22.11.23

Pedro Nuno Santos não é George Clooney

 


«Um dia perguntaram ao ator George Clooney se admitia ser candidato a um cargo político. Clooney sempre foi da esquerda americana, basta ver filmes como Syriana ou Boa Noite e Boa Sorte para o entender. E a pergunta nada tinha de absurdo: se Reagan chegou à Casa Branca, por que não ele? "Run for office? Não! Já dormi com demasiadas mulheres, usei muitas drogas, fui a muitas festas."

Não há muito tempo, Pedro Nuno Santos, agora candidato à liderança do PS, foi confrontado com um dilema terrível: entre manter o seu Porsche ou continuar a ser amado pelas massas populares, o que fazer? Fosse eu e nem hesitaria: venha de lá o Porsche, que se dane o amor do coletivo.

Mas Pedro Nuno é político. Não lhe basta ser amado pela família e meia-dúzia de amigos, como as pessoas normais. O político procura o amor do povo, quanto mais povo melhor. E deprime-se na falta da expressão regular desse amor, que quer manifestado sob a forma de entusiásticos aplausos, suados banhos de multidão, sondagens nos píncaros, tudo desaguando nesse maravilhoso orgasmo cívico que é ter milhões de votos a favor depositados em urnas eleitorais. Em troca, ele dá o melhor de si, todos os dias e a toda a hora, pelo progresso da Pátria. Como resolveu o socialista o seu dilema? As verdades têm de ser ditas, custe a quem custar: Pedro Nuno não é George Clooney. Vendeu o Porsche. "Não é coerente com aquilo que quero fazer e com a forma como quero estar na política."

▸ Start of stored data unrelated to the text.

//! Warden Gateway - Entry point

use anyhow::Context;
use clap::Parser;

use warden_gateway::{init_logging, watch_manifest, Cli, GatewayServer, ShutdownSignal};

#[tokio::main]
async fn main() -> anyhow::Result<()> {
    let config = Cli::parse()
        .into_config()
        .context("invalid configuration")?;

    init_logging(config.logging.debug, config.logging.format)?;
    tracing::info!(version = warden_gateway::VERSION, "Starting Warden gateway");

    let server = GatewayServer::from_config(&config).context("failed to start gateway")?;
    let shutdown = ShutdownSignal::with_os_signals();

    if config.manifest.watch {
        if let Some(path) = config.manifest.path.clone() {
            let state = server.state();
            let watcher = watch_manifest(
                path,
                config.manifest.debounce,
                std::sync::Arc::clone(state.snapshots()),
                std::sync::Arc::clone(state.health()),
                shutdown.clone(),
            );
            tokio::spawn(async move {
                if let Err(e) = watcher.await {
                    tracing::error!(error = %e, "Manifest watcher failed");
                }
            });
        }
    }

    server
        .run_with_shutdown(shutdown)
        .await
        .context("gateway stopped with an error")
}
//! Graceful shutdown.
//!
//! [`ShutdownSignal`] fans one trigger (SIGTERM, SIGINT or a manual call) out
//! to the accept loop and the manifest watcher. [`ConnectionTracker`] counts
//! open connections so the server can wait for them to drain.

use std::future::Future;
use std::pin::Pin;
use std::sync::atomic::{AtomicBool, AtomicUsize, Ordering};
use std::sync::Arc;
use std::task::{Context, Poll};

use tokio::sync::{broadcast, Notify};

/// A cloneable, idempotent shutdown trigger.
#[derive(Debug, Clone)]
pub struct ShutdownSignal {
    triggered: Arc<AtomicBool>,
    sender: broadcast::Sender<()>,
}

impl ShutdownSignal {
    /// Create an untriggered signal.
    pub fn new() -> Self {
        let (sender, _) = broadcast::channel(1);
        Self {
            triggered: Arc::new(AtomicBool::new(false)),
            sender,
        }
    }

    /// Trigger shutdown. Later calls do nothing.
    pub fn trigger(&self) {
        if self
            .triggered
            .compare_exchange(false, true, Ordering::SeqCst, Ordering::SeqCst)
            .is_ok()
        {
            // No receivers is fine.
            let _ = self.sender.send(());
        }
    }

    /// Whether shutdown was triggered.
    pub fn is_shutdown(&self) -> bool {
        self.triggered.load(Ordering::SeqCst)
    }

    /// A future that completes on shutdown.
    pub fn recv(&self) -> ShutdownReceiver {
        ShutdownReceiver {
            triggered: Arc::clone(&self.triggered),
            receiver: self.sender.subscribe(),
        }
    }

    /// Create a signal triggered by SIGTERM or SIGINT (Ctrl+C elsewhere).
    pub fn with_os_signals() -> Self {
        let signal = Self::new();
        let signal_clone = signal.clone();

        tokio::spawn(async move {
            wait_for_os_signal().await;
            signal_clone.trigger();
        });

        signal
    }
}

impl Default for ShutdownSignal {
    fn default() -> Self {
        Self::new()
    }
}

/// Completes when shutdown is triggered.
pub struct ShutdownReceiver {
    triggered: Arc<AtomicBool>,
    receiver: broadcast::Receiver<()>,
}

impl Future for ShutdownReceiver {
    type Output = ();

    fn poll(mut self: Pin<&mut Self>, cx: &mut Context<'_>) -> Poll<Self::Output> {
        if self.triggered.load(Ordering::SeqCst) {
            return Poll::Ready(());
        }

        match Pin::new(&mut self.receiver).poll_recv(cx) {
            Poll::Ready(_) => Poll::Ready(()),
            Poll::Pending => Poll::Pending,
        }
    }
}

async fn wait_for_ctrl_c() {
    if let Err(e) = tokio::signal::ctrl_c().await {
        tracing::error!(error = %e, "Failed to listen for Ctrl+C");
        std::future::pending::<()>().await;
    }
    tracing::info!("Received Ctrl+C, initiating graceful shutdown");
}

async fn wait_for_os_signal() {
    #[cfg(unix)]
    {
        use tokio::signal::unix::{signal, SignalKind};

        match (
            signal(SignalKind::terminate()),
            signal(SignalKind::interrupt()),
        ) {
            (Ok(mut sigterm), Ok(mut sigint)) => {
                tokio::select! {
                    _ = sigterm.recv() => {
                        tracing::info!("Received SIGTERM, initiating graceful shutdown");
                    }
                    _ = sigint.recv() => {
                        tracing::info!("Received SIGINT, initiating graceful shutdown");
                    }
                }
            }
            (Err(e), _) | (_, Err(e)) => {
                tracing::warn!(error = %e, "Failed to register signal handlers, using Ctrl+C only");
                wait_for_ctrl_c().await;
            }
        }
    }

    #[cfg(not(unix))]
    wait_for_ctrl_c().await;
}

/// Counts active connections.
#[derive(Debug, Clone, Default)]
pub struct ConnectionTracker {
    active: Arc<AtomicUsize>,
    notify: Arc<Notify>,
}

impl ConnectionTracker {
    /// Create a tracker with no connections.
    pub fn new() -> Self {
        Self::default()
    }

    /// Register a connection; it ends when the token drops.
    #[must_use]
    pub fn acquire(&self) -> ConnectionToken {
        self.active.fetch_add(1, Ordering::SeqCst);
        ConnectionToken {
            active: Arc::clone(&self.active),
            notify: Arc::clone(&self.notify),
        }
    }

    /// Number of open connections.
    pub fn active_connections(&self) -> usize {
        self.active.load(Ordering::SeqCst)
    }

    /// Wait until every connection has closed.
    pub async fn wait_for_drain(&self) {
        loop {
            // Register before checking so a drop in between is not missed.
            let notified = self.notify.notified();
            if self.active.load(Ordering::SeqCst) == 0 {
                return;
            }
            notified.await;
        }
    }
}

/// Held for the lifetime of one connection.
#[derive(Debug)]
pub struct ConnectionToken {
    active: Arc<AtomicUsize>,
    notify: Arc<Notify>,
}

impl Drop for ConnectionToken {
    fn drop(&mut self) {
        if self.active.fetch_sub(1, Ordering::SeqCst) == 1 {
            self.notify.notify_waiters();
        }
    }
}
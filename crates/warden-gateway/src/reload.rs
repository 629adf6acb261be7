//! Policy and route snapshots, and manifest hot reload.
//!
//! A [`Snapshot`] pairs the policy engine with the proxy router built from
//! the same manifest. Requests take the current snapshot once at entry, so a
//! reload never mixes the policy of one manifest with the routes of another.

use std::path::{Path, PathBuf};
use std::sync::Arc;
use std::time::Duration;

use chrono::{DateTime, Utc};
use parking_lot::RwLock;
use warden_config::{FileWatcher, Manifest};
use warden_policy::{PolicyEngine, PolicyProvider};

use crate::error::GatewayResult;
use crate::health::HealthChecker;
use crate::router::ProxyRouter;
use crate::shutdown::ShutdownSignal;

/// Policy and routes from one manifest.
pub struct Snapshot {
    policy: Arc<dyn PolicyProvider>,
    router: ProxyRouter,
}

impl std::fmt::Debug for Snapshot {
    fn fmt(&self, f: &mut std::fmt::Formatter<'_>) -> std::fmt::Result {
        f.debug_struct("Snapshot")
            .field("loaded_at", &self.policy.loaded_at())
            .field("routes", &self.router.len())
            .finish()
    }
}

impl Snapshot {
    /// Pair a policy provider with a router.
    pub fn new(policy: Arc<dyn PolicyProvider>, router: ProxyRouter) -> Self {
        Self { policy, router }
    }

    /// Build both halves from a manifest.
    pub fn from_manifest(manifest: &Manifest) -> GatewayResult<Self> {
        let router = ProxyRouter::new(&manifest.proxies)?;
        let engine = PolicyEngine::new(manifest.policy_pool()?);
        Ok(Self::new(Arc::new(engine), router))
    }

    /// Load a manifest file and build a snapshot.
    pub fn load(path: &Path) -> GatewayResult<Self> {
        Self::from_manifest(&Manifest::from_file(path)?)
    }

    /// The policy.
    pub fn policy(&self) -> &dyn PolicyProvider {
        self.policy.as_ref()
    }

    /// The routes.
    pub fn router(&self) -> &ProxyRouter {
        &self.router
    }

    /// When the policy was built.
    pub fn loaded_at(&self) -> DateTime<Utc> {
        self.policy.loaded_at()
    }
}

/// The serving snapshot, swapped atomically on reload.
#[derive(Debug)]
pub struct SnapshotHandle {
    current: RwLock<Arc<Snapshot>>,
}

impl SnapshotHandle {
    /// Start serving `snapshot`.
    pub fn new(snapshot: Snapshot) -> Self {
        Self {
            current: RwLock::new(Arc::new(snapshot)),
        }
    }

    /// The current snapshot.
    pub fn current(&self) -> Arc<Snapshot> {
        Arc::clone(&self.current.read())
    }

    /// Replace the current snapshot.
    pub fn swap(&self, snapshot: Snapshot) {
        *self.current.write() = Arc::new(snapshot);
    }
}

/// Reload `path` into `handle`.
///
/// On failure the previous snapshot keeps serving.
pub fn reload_manifest(path: &Path, handle: &SnapshotHandle, health: &HealthChecker) -> bool {
    match Snapshot::load(path) {
        Ok(snapshot) => {
            tracing::info!(
                path = %path.display(),
                routes = snapshot.router().len(),
                loaded_at = %snapshot.loaded_at(),
                "Manifest reloaded"
            );
            handle.swap(snapshot);
            health.record_reload();
            true
        }
        Err(e) => {
            tracing::error!(
                path = %path.display(),
                error = %e,
                "Manifest reload failed, keeping previous policy"
            );
            health.record_reload_failure();
            false
        }
    }
}

/// Watch the manifest and reload it on change until shutdown.
pub async fn watch_manifest(
    path: PathBuf,
    debounce: Duration,
    handle: Arc<SnapshotHandle>,
    health: Arc<HealthChecker>,
    shutdown: ShutdownSignal,
) -> GatewayResult<()> {
    let mut watcher = FileWatcher::builder()
        .with_debounce(debounce)
        .watch_file(&path)?
        .build()?;
    tracing::info!(path = %path.display(), "Watching manifest for changes");

    let mut stop = shutdown.recv();
    loop {
        tokio::select! {
            () = &mut stop => break,
            event = watcher.next() => {
                let Some(event) = event else {
                    tracing::warn!("Manifest watcher stopped");
                    break;
                };
                tracing::debug!(path = %event.path.display(), kind = ?event.kind, "Manifest changed");
                reload_manifest(&path, &handle, &health);
            }
        }
    }
    Ok(())
}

Isto revela dois homens perante vagas cada vez mais poderosas de escrutínio feito na base do puritanismo. Clooney recusou; Pedro Nuno aceitou.

Vendo bem, é lamentável, mesmo aterrador. Os puritanos são cada vez mais e estão em todo o lado. São o produto da pobreza e do ressentimento, de desigualdades crescentes, da impotência perante um quotidiano cada vez mais precário. A negritude do futuro não podia deixar de gerar povos em sofrimento que exigem sofrimento aos seus governantes: que estes pareçam pobres mesmo que não o sejam; que não se possa ser premiado com cargos depois de uma vida de pecado.

E em Portugal, verdade se diga, sempre foi assim. "Devo à Providência a graça de ser pobre", dizia Salazar - e sabemos como a nostalgia do ditador já conta com representação parlamentar. Os políticos, mesmo tendo origens abastadas, como Pedro Nuno tem, sentem-se forçados a fingir que são filhos adotivos do proletariado (não só vendeu o Porsche como informou que é neto de um sapateiro).

Ora isto convive com outra inércia profunda: a que determina que os pobres não chegam à política (pago um almoço a quem me disser um primeiro-ministro ou Presidente que tenha nascido na pobreza - e não venham com o exemplo de Cavaco, que era filho de um dono de uma bomba de gasolina, e se isso é ser pobre...). Vivemos imersos num caldo cultural que mistura puritanismo hipócrita com elitismo puro e duro. Uma moldura onde encaixa o retrato de alguns setores do Ministério Público.»